[Source data]
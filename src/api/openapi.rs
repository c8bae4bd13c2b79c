//! OpenAPI documentation configuration.
//!
//! Provides Swagger UI for API exploration and testing.

use utoipa::openapi::security::{ApiKey, ApiKeyValue, SecurityScheme};
use utoipa::{Modify, OpenApi};

use crate::api::handlers::{auth_handler, order_handler, product_handler};
use crate::domain::{Order, OrderDraft, OrderItem, OrderStatus, Product, ProductInput, UserResponse, UserRole};
use crate::types::MessageResponse;

/// OpenAPI documentation for the produce marketplace
#[derive(OpenApi)]
#[openapi(
    info(
        title = "Produce Market API",
        version = "0.1.0",
        description = "Catalog, checkout, order tracking and admin order desk for a produce marketplace. Money values are decimal strings with two places.",
        license(name = "MIT", url = "https://opensource.org/licenses/MIT")
    ),
    servers(
        (url = "http://localhost:3000", description = "Local development server")
    ),
    paths(
        // Authentication
        auth_handler::register,
        auth_handler::login,
        auth_handler::logout,
        auth_handler::session,
        // Catalog
        product_handler::list_products,
        product_handler::get_product,
        product_handler::create_product,
        product_handler::update_product,
        product_handler::delete_product,
        // Orders
        order_handler::create_order,
        order_handler::list_orders,
        order_handler::my_orders,
        order_handler::get_order,
        order_handler::update_order_status,
    ),
    components(
        schemas(
            UserRole,
            UserResponse,
            Product,
            ProductInput,
            Order,
            OrderItem,
            OrderDraft,
            OrderStatus,
            MessageResponse,
            auth_handler::RegisterRequest,
            auth_handler::LoginRequest,
            order_handler::StatusUpdateRequest,
        )
    ),
    modifiers(&SecurityAddon),
    tags(
        (name = "Authentication", description = "Registration, login and sessions"),
        (name = "Products", description = "Public catalog and admin inventory"),
        (name = "Orders", description = "Checkout, tracking and order status")
    )
)]
pub struct ApiDoc;

/// Security scheme modifier for the session cookie
struct SecurityAddon;

impl Modify for SecurityAddon {
    fn modify(&self, openapi: &mut utoipa::openapi::OpenApi) {
        if let Some(components) = openapi.components.as_mut() {
            components.add_security_scheme(
                "session_cookie",
                SecurityScheme::ApiKey(ApiKey::Cookie(ApiKeyValue::with_description(
                    "sid",
                    "Session id set by /api/auth/login",
                ))),
            );
        }
    }
}
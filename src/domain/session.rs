//! Server-side login session.

use argon2::password_hash::rand_core::{OsRng, RngCore};
use chrono::{DateTime, Duration, Utc};

/// Random bytes behind each session id (hex-encoded on the wire)
const SESSION_ID_BYTES: usize = 32;

#[derive(Debug, Clone, PartialEq, Eq)]
pub struct Session {
    pub id: String,
    pub user_id: i32,
    pub created_at: DateTime<Utc>,
    pub expires_at: DateTime<Utc>,
}

impl Session {
    /// Start a session for `user_id` with a fresh unguessable id.
    pub fn new(user_id: i32, ttl: Duration) -> Self {
        let created_at = Utc::now();
        Self {
            id: generate_id(),
            user_id,
            created_at,
            expires_at: created_at + ttl,
        }
    }

    pub fn is_expired(&self, now: DateTime<Utc>) -> bool {
        self.expires_at <= now
    }
}

fn generate_id() -> String {
    let mut bytes = [0u8; SESSION_ID_BYTES];
    OsRng.fill_bytes(&mut bytes);
    bytes.iter().map(|b| format!("{:02x}", b)).collect()
}
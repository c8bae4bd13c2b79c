//! Produce Market - backend for a produce-ordering marketplace
//!
//! Public catalog, checkout and order tracking for buyers, plus an admin
//! surface for inventory and order status. Sessions are cookie based.
//!
//! # Architecture Layers
//!
//! - **cli**: Command-line interface
//! - **commands**: CLI command implementations
//! - **config**: Application configuration and constants
//! - **domain**: Core business entities, validation and the cart
//! - **services**: Application use cases
//! - **infra**: Storage backends, migrations and bootstrap
//! - **notifications**: Customer e-mails
//! - **api**: HTTP handlers, middleware, and routes
//! - **types**: Shared response types
//! - **errors**: Centralized error handling
//!
//! # CLI Usage
//!
//! ```bash
//! # Start the server (in-memory storage unless DATABASE_URL is set)
//! cargo run -- serve
//!
//! # Run migrations
//! cargo run -- migrate up
//! ```

pub mod api;
pub mod cli;
pub mod commands;
pub mod config;
pub mod domain;
pub mod errors;
pub mod infra;
pub mod notifications;
pub mod services;
pub mod types;

// Re-export commonly used types at crate root
pub use api::AppState;
pub use config::Config;
pub use domain::{Cart, Order, OrderStatus, Product, User, UserRole};
pub use errors::{AppError, AppResult};
pub use infra::{MemoryStorage, Storage};
#[tokio::test]
async fn test_logout_ends_session() {
    let app = TestApp::new().await;
    let cookie = app.register_and_login("alice").await;

    let logout = app.request(Method::POST, "/api/auth/logout", None, Some(&cookie)).await;
    assert_eq!(logout.status, StatusCode::OK);
    assert_eq!(logout.cookie.as_deref(), Some("sid="));

    let session = app.get("/api/auth/session", Some(&cookie)).await;
    assert_eq!(session.status, StatusCode::UNAUTHORIZED);
}

#[tokio::test]
async fn test_registration_validation_and_admin_guard() {
    let app = TestApp::new().await;

    let invalid = app
        .post(
            "/api/auth/register",
            json!({ "username": "al", "password": "123", "email": "nope", "role": "root" }),
            None,
        )
        .await;
    assert_eq!(invalid.status, StatusCode::BAD_REQUEST);
    let fields: Vec<&str> = invalid.body["error"]["details"]
        .as_array()
        .unwrap()
        .iter()
        .map(|d| d["field"].as_str().unwrap())
        .collect();
    assert_eq!(fields, vec!["email", "password", "role", "username"]);

    let self_promoted = app
        .post(
            "/api/auth/register",
            json!({ "username": "mallory", "password": "password1", "email": "m@x.com", "role": "admin" }),
            None,
        )
        .await;
    assert_eq!(self_promoted.status, StatusCode::FORBIDDEN);

    let admin = app.login_admin().await;
    let by_admin = app
        .post(
            "/api/auth/register",
            json!({ "username": "manager", "password": "password1", "email": "mgr@x.com", "role": "admin" }),
            Some(&admin),
        )
        .await;
    assert_eq!(by_admin.status, StatusCode::CREATED);
    assert_eq!(by_admin.body["role"], "admin");
}

// =============================================================================
// Products
// =============================================================================

#[tokio::test]
async fn test_catalog_is_seeded_and_public() {
    let app = TestApp::new().await;

    let response = app.get("/api/products", None).await;
    assert_eq!(response.status, StatusCode::OK);

    let products = response.body.as_array().unwrap();
    assert_eq!(products.len(), 4);
    assert_eq!(products[0]["name"], "Fresh Tomatoes");
    assert_eq!(products[0]["price"], "45.00");
}

#[tokio::test]
async fn test_product_round_trip_and_delete_twice() {
    let app = TestApp::new().await;
    let admin = app.login_admin().await;

    let created = app
        .post(
            "/api/products",
            json!({
                "name": "Tomatoes",
                "description": "Vine ripened",
                "price": 45,
                "imageUrl": "https://images.example.com/t.jpg"
            }),
            Some(&admin),
        )
        .await;
    assert_eq!(created.status, StatusCode::CREATED);
    let id = created.body["id"].as_i64().unwrap();

    let fetched = app.get(&format!("/api/products/{}", id), None).await;
    assert_eq!(fetched.status, StatusCode::OK);
    assert_eq!(fetched.body, created.body);
    assert_eq!(fetched.body["price"], "45.00");
    assert_eq!(fetched.body["description"], "Vine ripened");

    let updated = app
        .put(
            &format!("/api/products/{}", id),
            json!({ "name": "Cherry Tomatoes", "price": "52.5" }),
            Some(&admin),
        )
        .await;
    assert_eq!(updated.status, StatusCode::OK);
    assert_eq!(updated.body["price"], "52.50");

    let first = app.delete(&format!("/api/products/{}", id), Some(&admin)).await;
    assert_eq!(first.status, StatusCode::NO_CONTENT);
    let second = app.delete(&format!("/api/products/{}", id), Some(&admin)).await;
    assert_eq!(second.status, StatusCode::NOT_FOUND);

    let gone = app.get(&format!("/api/products/{}", id), None).await;
    assert_eq!(gone.status, StatusCode::NOT_FOUND);
    assert_eq!(gone.body["error"]["code"], "NOT_FOUND");
}

#[tokio::test]
async fn test_product_price_must_be_positive() {
    let app = TestApp::new().await;
    let admin = app.login_admin().await;

    for price in [json!(0), json!(-3), json!("0.00")] {
        let response = app
            .post("/api/products", json!({ "name": "Okra", "price": price }), Some(&admin))
            .await;
        assert_eq!(response.status, StatusCode::BAD_REQUEST);
        assert_eq!(response.body["error"]["details"][0]["field"], "price");
    }
}

#[tokio::test]
async fn test_product_price_must_fit_money_column() {
    let app = TestApp::new().await;
    let admin = app.login_admin().await;

    let at_limit = app
        .post("/api/products", json!({ "name": "Saffron", "price": "99999999.99" }), Some(&admin))
        .await;
    assert_eq!(at_limit.status, StatusCode::CREATED);

    for price in [json!(1_000_000_000), json!("50000000000000000000000000000")] {
        let response = app
            .post("/api/products", json!({ "name": "Saffron", "price": price }), Some(&admin))
            .await;
        assert_eq!(response.status, StatusCode::BAD_REQUEST);
        assert_eq!(response.body["error"]["details"][0]["field"], "price");
    }
}

#[tokio::test]
async fn test_product_writes_require_admin() {
    let app = TestApp::new().await;
    let buyer = app.register_and_login("bob").await;
    let payload = json!({ "name": "Okra", "price": 20 });

    let anonymous = app.post("/api/products", payload.clone(), None).await;
    assert_eq!(anonymous.status, StatusCode::UNAUTHORIZED);

    let as_buyer = app.post("/api/products", payload, Some(&buyer)).await;
    assert_eq!(as_buyer.status, StatusCode::FORBIDDEN);
    assert_eq!(as_buyer.body["error"]["code"], "FORBIDDEN");

    let delete = app.delete("/api/products/1", Some(&buyer)).await;
    assert_eq!(delete.status, StatusCode::FORBIDDEN);
}

// =============================================================================
// Orders
// =============================================================================

#[tokio::test]
async fn test_checkout_and_status_workflow() {
    let app = TestApp::new().await;
    let admin = app.login_admin().await;

    let product = app
        .post("/api/products", json!({ "name": "Tomatoes", "price": 45 }), Some(&admin))
        .await;
    let product: Product = serde_json::from_value(product.body).unwrap();

    let buyer = app.register_and_login("alice").await;
    let mut body = order_body(&product, 2);
    assert_eq!(body["totalAmount"], "90.00");
    // Client-supplied server fields are ignored
    body["status"] = json!("delivered");
    body["createdAt"] = json!("2001-01-01T00:00:00Z");
    body["id"] = json!(999);

    let placed = app.post("/api/orders", body, Some(&buyer)).await;
    assert_eq!(placed.status, StatusCode::CREATED, "{}", placed.body);
    assert_eq!(placed.body["status"], "pending");
    assert_eq!(placed.body["emailNotified"], false);
    assert_ne!(placed.body["createdAt"], "2001-01-01T00:00:00Z");
    assert!(placed.body["userId"].is_i64());
    let id = placed.body["id"].as_i64().unwrap();

    let updated = app
        .put(
            &format!("/api/orders/{}/status", id),
            json!({ "status": "in_progress" }),
            Some(&admin),
        )
        .await;
    assert_eq!(updated.status, StatusCode::OK);
    assert_eq!(updated.body["status"], "in_progress");

    let tracked = app.get(&format!("/api/orders/{}", id), Some(&admin)).await;
    assert_eq!(tracked.status, StatusCode::OK);
    assert_eq!(tracked.body["status"], "in_progress");
    assert_eq!(tracked.body["items"], placed.body["items"]);
    assert_eq!(tracked.body["createdAt"], placed.body["createdAt"]);
    assert_eq!(tracked.body["emailNotified"], true);

    let mine = app.get("/api/orders/mine", Some(&buyer)).await;
    assert_eq!(mine.status, StatusCode::OK);
    assert_eq!(mine.body.as_array().unwrap().len(), 1);
    assert_eq!(mine.body[0]["id"], id);
}
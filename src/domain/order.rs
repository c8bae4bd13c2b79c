//! Order entity, its item snapshots and the status workflow.

use chrono::{DateTime, Utc};
use rust_decimal::Decimal;
use serde::{Deserialize, Serialize};
use utoipa::ToSchema;
use validator::Validate;

use super::money;
use super::validation::non_negative_amount;
use crate::config::{STATUS_DELIVERED, STATUS_IN_PROGRESS, STATUS_PENDING};
use crate::errors::{AppError, FieldError};

/// Order lifecycle: pending → in_progress → delivered.
#[derive(Debug, Clone, Copy, PartialEq, Eq, Hash, Default, Serialize, Deserialize, ToSchema)]
#[serde(rename_all = "snake_case")]
pub enum OrderStatus {
    #[default]
    Pending,
    InProgress,
    Delivered,
}

impl OrderStatus {
    pub const ALL: [OrderStatus; 3] = [
        OrderStatus::Pending,
        OrderStatus::InProgress,
        OrderStatus::Delivered,
    ];

    pub fn as_str(&self) -> &'static str {
        match self {
            OrderStatus::Pending => STATUS_PENDING,
            OrderStatus::InProgress => STATUS_IN_PROGRESS,
            OrderStatus::Delivered => STATUS_DELIVERED,
        }
    }

    fn rank(&self) -> u8 {
        match self {
            OrderStatus::Pending => 0,
            OrderStatus::InProgress => 1,
            OrderStatus::Delivered => 2,
        }
    }

    /// Forward moves (including skipping a step) and re-setting the current
    /// status are allowed; moving backward is not.
    pub fn can_transition_to(&self, next: OrderStatus) -> bool {
        next.rank() >= self.rank()
    }

    /// Statuses that strictly come before this one.
    pub fn predecessors(&self) -> Vec<OrderStatus> {
        Self::ALL
            .into_iter()
            .filter(|s| s.rank() < self.rank())
            .collect()
    }
}

impl std::fmt::Display for OrderStatus {
    fn fmt(&self, f: &mut std::fmt::Formatter<'_>) -> std::fmt::Result {
        f.write_str(self.as_str())
    }
}

impl std::str::FromStr for OrderStatus {
    type Err = AppError;

    fn from_str(s: &str) -> Result<Self, Self::Err> {
        match s {
            STATUS_PENDING => Ok(OrderStatus::Pending),
            STATUS_IN_PROGRESS => Ok(OrderStatus::InProgress),
            STATUS_DELIVERED => Ok(OrderStatus::Delivered),
            other => Err(AppError::validation(format!(
                "Unknown order status '{}'",
                other
            ))),
        }
    }
}

/// Product data frozen at order time.
#[derive(Debug, Clone, PartialEq, Serialize, Deserialize, Validate, ToSchema)]
#[serde(rename_all = "camelCase")]
pub struct OrderItem {
    #[validate(range(min = 0, message = "Product id must not be negative"))]
    #[schema(example = 1)]
    pub product_id: i32,
    #[schema(example = "Fresh Tomatoes")]
    pub product_name: String,
    #[serde(with = "money")]
    #[validate(custom(function = "non_negative_amount"))]
    #[schema(value_type = String, example = "45.00")]
    pub price: Decimal,
    #[validate(range(min = 0, message = "Quantity must not be negative"))]
    #[schema(example = 2)]
    pub quantity: i32,
    #[serde(with = "money")]
    #[validate(custom(function = "non_negative_amount"))]
    #[schema(value_type = String, example = "90.00")]
    pub total: Decimal,
    #[serde(default, skip_serializing_if = "Option::is_none")]
    pub image_url: Option<String>,
}

/// A placed order.
#[derive(Debug, Clone, PartialEq, Serialize, Deserialize, ToSchema)]
#[serde(rename_all = "camelCase")]
pub struct Order {
    #[schema(example = 42)]
    pub id: i32,
    pub user_id: Option<i32>,
    pub customer_name: String,
    pub customer_email: String,
    pub customer_phone: String,
    pub delivery_address: String,
    pub delivery_city: String,
    pub delivery_pincode: String,
    #[serde(with = "money")]
    #[schema(value_type = String, example = "90.00")]
    pub total_amount: Decimal,
    pub status: OrderStatus,
    pub items: Vec<OrderItem>,
    pub created_at: DateTime<Utc>,
    pub email_notified: bool,
}

impl Order {
    /// Materialize a new order. Status and timestamp are always server-set.
    pub fn place(id: i32, new: NewOrder, created_at: DateTime<Utc>) -> Self {
        Self {
            id,
            user_id: new.user_id,
            customer_name: new.customer_name,
            customer_email: new.customer_email,
            customer_phone: new.customer_phone,
            delivery_address: new.delivery_address,
            delivery_city: new.delivery_city,
            delivery_pincode: new.delivery_pincode,
            total_amount: new.total_amount,
            status: OrderStatus::Pending,
            items: new.items,
            created_at,
            email_notified: false,
        }
    }

    pub fn is_owned_by(&self, user_id: i32) -> bool {
        self.user_id == Some(user_id)
    }
}

/// Checkout payload submitted by a buyer.
///
/// Any `id`, `status` or `createdAt` sent by the client is ignored.
#[derive(Debug, Clone, PartialEq, Serialize, Deserialize, Validate, ToSchema)]
#[serde(rename_all = "camelCase")]
pub struct OrderDraft {
    #[validate(length(min = 1, message = "Customer name is required"))]
    #[schema(example = "Asha Rao")]
    pub customer_name: String,
    #[validate(email(message = "Invalid email format"))]
    #[schema(example = "asha@example.com")]
    pub customer_email: String,
    #[validate(length(min = 10, message = "Phone number must be at least 10 digits"))]
    #[schema(example = "9876543210")]
    pub customer_phone: String,
    #[validate(length(min = 5, message = "Address must be at least 5 characters"))]
    #[schema(example = "12 Market Road")]
    pub delivery_address: String,
    #[validate(length(min = 2, message = "City must be at least 2 characters"))]
    #[schema(example = "Pune")]
    pub delivery_city: String,
    #[validate(length(min = 6, message = "Pincode must be at least 6 characters"))]
    #[schema(example = "411001")]
    pub delivery_pincode: String,
    #[serde(with = "money")]
    #[validate(custom(function = "non_negative_amount"))]
    #[schema(value_type = String, example = "90.00")]
    pub total_amount: Decimal,
    #[validate(length(min = 1, message = "Order must contain at least one item"), nested)]
    pub items: Vec<OrderItem>,
}

impl OrderDraft {
    /// Recompute line totals and the order total and compare with what the
    /// client submitted.
    pub fn check_totals(&self) -> Result<(), Vec<FieldError>> {
        let mut errors = Vec::new();
        let mut sum = Some(Decimal::ZERO);

        for (index, item) in self.items.iter().enumerate() {
            let field = format!("items[{}].total", index);
            match money::line_total(item.price, item.quantity) {
                Some(expected) => {
                    if money::normalize(item.total) != expected {
                        errors.push(FieldError::new(
                            field,
                            format!("Item total must equal price × quantity ({})", expected),
                        ));
                    }
                    sum = sum.and_then(|s| s.checked_add(expected));
                }
                None => {
                    errors.push(FieldError::new(field, "Item total is out of range"));
                    sum = None;
                }
            }
        }

        match sum.map(money::normalize) {
            Some(sum) if sum == money::normalize(self.total_amount) => {}
            Some(sum) => errors.push(FieldError::new(
                "totalAmount",
                format!("Total amount must equal the sum of item totals ({})", sum),
            )),
            None => errors.push(FieldError::new("totalAmount", "Total amount is out of range")),
        }

        if errors.is_empty() {
            Ok(())
        } else {
            Err(errors)
        }
    }

    pub fn into_new_order(self, user_id: Option<i32>) -> NewOrder {
        NewOrder {
            user_id,
            customer_name: self.customer_name,
            customer_email: self.customer_email,
            customer_phone: self.customer_phone,
            delivery_address: self.delivery_address,
            delivery_city: self.delivery_city,
            delivery_pincode: self.delivery_pincode,
            total_amount: money::normalize(self.total_amount),
            items: self.items,
        }
    }
}

/// Storage input for `create_order`. Carries no id, status or timestamp.
#[derive(Debug, Clone, PartialEq)]
pub struct NewOrder {
    pub user_id: Option<i32>,
    pub customer_name: String,
    pub customer_email: String,
    pub customer_phone: String,
    pub delivery_address: String,
    pub delivery_city: String,
    pub delivery_pincode: String,
    pub total_amount: Decimal,
    pub items: Vec<OrderItem>,
}

/// Admin dashboard filters for the order list.
#[derive(Debug, Clone, Default)]
pub struct OrderFilter {
    pub status: Option<OrderStatus>,
    /// Matches order id, customer name or customer email
    pub q: Option<String>,
}

impl OrderFilter {
    pub fn matches(&self, order: &Order) -> bool {
        if let Some(status) = self.status {
            if order.status != status {
                return false;
            }
        }

        match self.q.as_deref().map(str::trim) {
            None | Some("") => true,
            Some(query) => {
                let query = query.to_lowercase();
                order.id.to_string().contains(&query)
                    || order.customer_name.to_lowercase().contains(&query)
                    || order.customer_email.to_lowercase().contains(&query)
            }
        }
    }
}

Exercise:
An exact, complete copy of the lines above from the one with "and the cart" through the one with "pub mod config;" is the whole answer.

Worked solution:
//! - **domain**: Core business entities, validation and the cart
//! - **services**: Application use cases
//! - **infra**: Storage backends, migrations and bootstrap
//! - **notifications**: Customer e-mails
//! - **api**: HTTP handlers, middleware, and routes
//! - **types**: Shared response types
//! - **errors**: Centralized error handling
//!
//! # CLI Usage
//!
//! ```bash
//! # Start the server (in-memory storage unless DATABASE_URL is set)
//! cargo run -- serve
//!
//! # Run migrations
//! cargo run -- migrate up
//! ```

pub mod api;
pub mod cli;
pub mod commands;
pub mod config;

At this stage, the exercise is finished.